Wurzelausläufer verderben den Gärtnern oft das Leben durch ihre Fülle, besonders wenn man nicht rechtzeitig darauf achtet. Am häufigsten leidet darunter die Pflaume, aber dieses Phänomen ist bei vielen anderen Obstkulturen zu beobachten. Es gibt jedoch Gärtner, die versuchen, sie rational zu nutzen, besonders auf dem Gebiet der Veredelungsübungen. Hat das einen Sinn?

Antwortet der Agronom:

— Wurzelausläufer von Obstbäumen sind eindeutig zu vernichten. Erstens entziehen sie dem Mutterbaum sehr viel Kraft, schwächen dabei auch seine Immunität, also seine Fähigkeit, Krankheiten zu widerstehen.

Zweitens werden sie zu einem Zufluchtsort für eine große Anzahl von Schädlingen, insbesondere locken sie Blattläuse an. Drittens stellen die dichten Wurzelausläufer eine Brutstätte für Krankheiten dar – verschiedene Fäulnisarten sowie Mehltau. Wenn Sie sie also nicht rechtzeitig beseitigen, werden Sie ein gewaltiges Problem bekommen, und all Ihre Bemühungen zum Schutz des Gartens sind umsonst.
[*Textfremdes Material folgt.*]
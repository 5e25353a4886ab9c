pub mod api;
pub mod config;
pub mod error;
pub mod export;
pub mod extract;
pub mod logging;
pub mod models;
pub mod workers;
//! Field-level tolerant decoding for Keepa payloads.
//!
//! Keepa returns `null` for many arrays and occasionally changes the shape
//! of rarely used fields. A field decoded with [`lenient`] falls back to
//! its `Default` instead of failing the whole product.

use serde::{Deserialize, Deserializer};
use serde_json::Value;

pub fn lenient<'de, D, T>(deserializer: D) -> Result<T, D::Error>
where
    D: Deserializer<'de>,
    T: Deserialize<'de> + Default,
{
    let value = Value::deserialize(deserializer)?;
    if value.is_null() {
        return Ok(T::default());
    }
    Ok(T::deserialize(value).unwrap_or_default())
}

#[cfg(test)]
mod tests {
    use super::*;

    #[derive(Debug, Default, Deserialize)]
    struct Sample {
        #[serde(default, deserialize_with = "lenient")]
        values: Vec<Option<i64>>,
        #[serde(default, deserialize_with = "lenient")]
        name: Option<String>,
    }

    #[test]
    fn test_null_becomes_default() {
        let sample: Sample = serde_json::from_str(r#"{"values": null, "name": null}"#).unwrap();
        assert!(sample.values.is_empty());
        assert!(sample.name.is_none());
    }

    #[test]
    fn test_wrong_type_becomes_default() {
        let sample: Sample =
            serde_json::from_str(r#"{"values": "oops", "name": 42}"#).unwrap();
        assert!(sample.values.is_empty());
        assert!(sample.name.is_none());
    }

    #[test]
    fn test_valid_values_pass_through() {
        let sample: Sample =
            serde_json::from_str(r#"{"values": [1, null, -1], "name": "x"}"#).unwrap();
        assert_eq!(sample.values, vec![Some(1), None, Some(-1)]);
        assert_eq!(sample.name.as_deref(), Some("x"));
    }
}
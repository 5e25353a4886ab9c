use std::time::Duration;

use reqwest::{Client, StatusCode};
use serde::de::DeserializeOwned;
use serde_json::Value;
use tokio::time::sleep;
use tracing::{debug, warn};

use crate::api::retry::RetryConfig;
use crate::error::{KeepaError, Result};

/// Characters of a response body kept in debug logs
const LOG_EXCERPT_LEN: usize = 2000;

/// Client for the Keepa REST API
pub struct KeepaClient {
    client: Client,
    base_url: String,
    api_key: String,
    retry: RetryConfig,
}

impl KeepaClient {
    /// Create a new Keepa client
    pub fn new(
        base_url: &str,
        api_key: &str,
        timeout: Duration,
        retry: RetryConfig,
    ) -> Result<Self> {
        let client = Client::builder().timeout(timeout).build()?;

        Ok(Self {
            client,
            base_url: base_url.trim_end_matches('/').to_string(),
            api_key: api_key.to_string(),
            retry,
        })
    }

    /// GET `<base>/<endpoint>?key=..&<query>` with the bounded retry loop.
    ///
    /// Transport errors and 5xx wait `backoff`, 429 waits for the refill
    /// hint, other statuses fail at once. A successful response that leaves
    /// the token bucket low is held back before being returned.
    pub(crate) async fn get_json<T: DeserializeOwned>(
        &self,
        endpoint: &str,
        query: &[(&str, String)],
    ) -> Result<T> {
        let mut url = format!(
            "{}/{}?key={}",
            self.base_url,
            endpoint,
            urlencoding::encode(&self.api_key)
        );
        for (name, value) in query {
            url.push('&');
            url.push_str(name);
            url.push('=');
            url.push_str(&urlencoding::encode(value));
        }

        let max_attempts = self.retry.max_attempts.max(1);
        let mut last_error = None;

        for attempt in 1..=max_attempts {
            debug!(attempt, max_attempts, "GET {}/{} {:?}", self.base_url, endpoint, query);

            match self.send_once(&url).await {
                Ok(body) => {
                    let tokens_left = body.get("tokensLeft").and_then(Value::as_i64);
                    if let Some(delay) = self.retry.token_delay(tokens_left) {
                        warn!(
                            "Low Keepa tokens ({}), sleeping {}s",
                            tokens_left.unwrap_or_default(),
                            delay.as_secs()
                        );
                        sleep(delay).await;
                    }
                    return Ok(serde_json::from_value(body)?);
                }
                Err(Attempt::RateLimited { refill_in }) => {
                    let delay = self.retry.rate_limit_delay(refill_in);
                    warn!(
                        "Keepa rate limit hit on {} (attempt {}/{}), sleeping {}ms",
                        endpoint,
                        attempt,
                        max_attempts,
                        delay.as_millis()
                    );
                    last_error = Some(KeepaError::RateLimited { attempts: attempt });
                    if attempt < max_attempts {
                        sleep(delay).await;
                    }
                }
                Err(Attempt::Failed(e)) if e.is_transient() => {
                    warn!(
                        "Keepa {} failed (attempt {}/{}): {}",
                        endpoint, attempt, max_attempts, e
                    );
                    last_error = Some(e);
                    if attempt < max_attempts {
                        sleep(self.retry.backoff).await;
                    }
                }
                Err(Attempt::Failed(e)) => return Err(e),
            }
        }

        match last_error {
            Some(KeepaError::RateLimited { .. }) => Err(KeepaError::RateLimited {
                attempts: max_attempts,
            }),
            other => Err(KeepaError::MaxRetriesExceeded {
                attempts: max_attempts,
                last_error: other
                    .map(|e| e.to_string())
                    .unwrap_or_else(|| "unknown".to_string()),
            }),
        }
    }

    async fn send_once(&self, url: &str) -> std::result::Result<Value, Attempt> {
        let response = self
            .client
            .get(url)
            .header("Accept", "application/json")
            .header("Accept-Encoding", "identity")
            .send()
            .await
            .map_err(|e| Attempt::Failed(e.into()))?;

        let status = response.status();
        let text = response
            .text()
            .await
            .map_err(|e| Attempt::Failed(e.into()))?;
        debug!(status = status.as_u16(), "Keepa response: {}", excerpt(&text));

        if status == StatusCode::TOO_MANY_REQUESTS {
            let refill_in = serde_json::from_str::<Value>(&text)
                .ok()
                .and_then(|v| v.get("refillIn").and_then(Value::as_i64));
            return Err(Attempt::RateLimited { refill_in });
        }

        if !status.is_success() {
            return Err(Attempt::Failed(KeepaError::Status {
                status: status.as_u16(),
                body: excerpt(&text).to_string(),
            }));
        }

        serde_json::from_str(&text).map_err(|e| Attempt::Failed(e.into()))
    }
}

/// Outcome of a single failed round trip
enum Attempt {
    RateLimited { refill_in: Option<i64> },
    Failed(KeepaError),
}

fn excerpt(text: &str) -> &str {
    match text.char_indices().nth(LOG_EXCERPT_LEN) {
        Some((idx, _)) => &text[..idx],
        None => text,
    }
}

#[cfg(test)]
mod tests {
    use super::*;

    #[test]
    fn test_excerpt_truncates_on_char_boundary() {
        let long = "é".repeat(LOG_EXCERPT_LEN + 10);
        assert_eq!(excerpt(&long).chars().count(), LOG_EXCERPT_LEN);
        assert_eq!(excerpt("short"), "short");
    }

    #[test]
    fn test_new_trims_base_url() {
        let client = KeepaClient::new(
            "http://127.0.0.1:1/",
            "key",
            Duration::from_secs(1),
            RetryConfig::default(),
        )
        .unwrap();
        assert_eq!(client.base_url, "http://127.0.0.1:1");
    }
}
Am besten beseitigt man sie in den Anfangsstadien. Man muss die Erde bis zu den Wurzeln des Elternbaums freilegen, die horizontale Wurzel finden, von der sie ausgehen, und diese Wurzel zusammen mit den Trieben herausschneiden.

Siehe auch:
Stickstoff oder Phosphor. Die Blätter verraten, was den Setzlingen fehlt.

Gerade wegen der Wurzelausläufer darf man alte Stümpfe bereits abgestorbener Bäume nicht in Ruhe lassen. Äußerlich tot, kann ein solcher Stumpf ringsum ganze Dickichte mit den bereits genannten schädlichen Auswirkungen hervorbringen.

Versuche jedoch, die Wurzelausläufer als Stecklinge für Veredelungen oder als Edelreis und Unterlage zu verwenden, sind sinnlos. Die Wurzelausläufer bringen keinen Nutzen und können keinen fruchttragenden Zweig hervorbringen. Daher sollte man keine Zeit darauf verschwenden.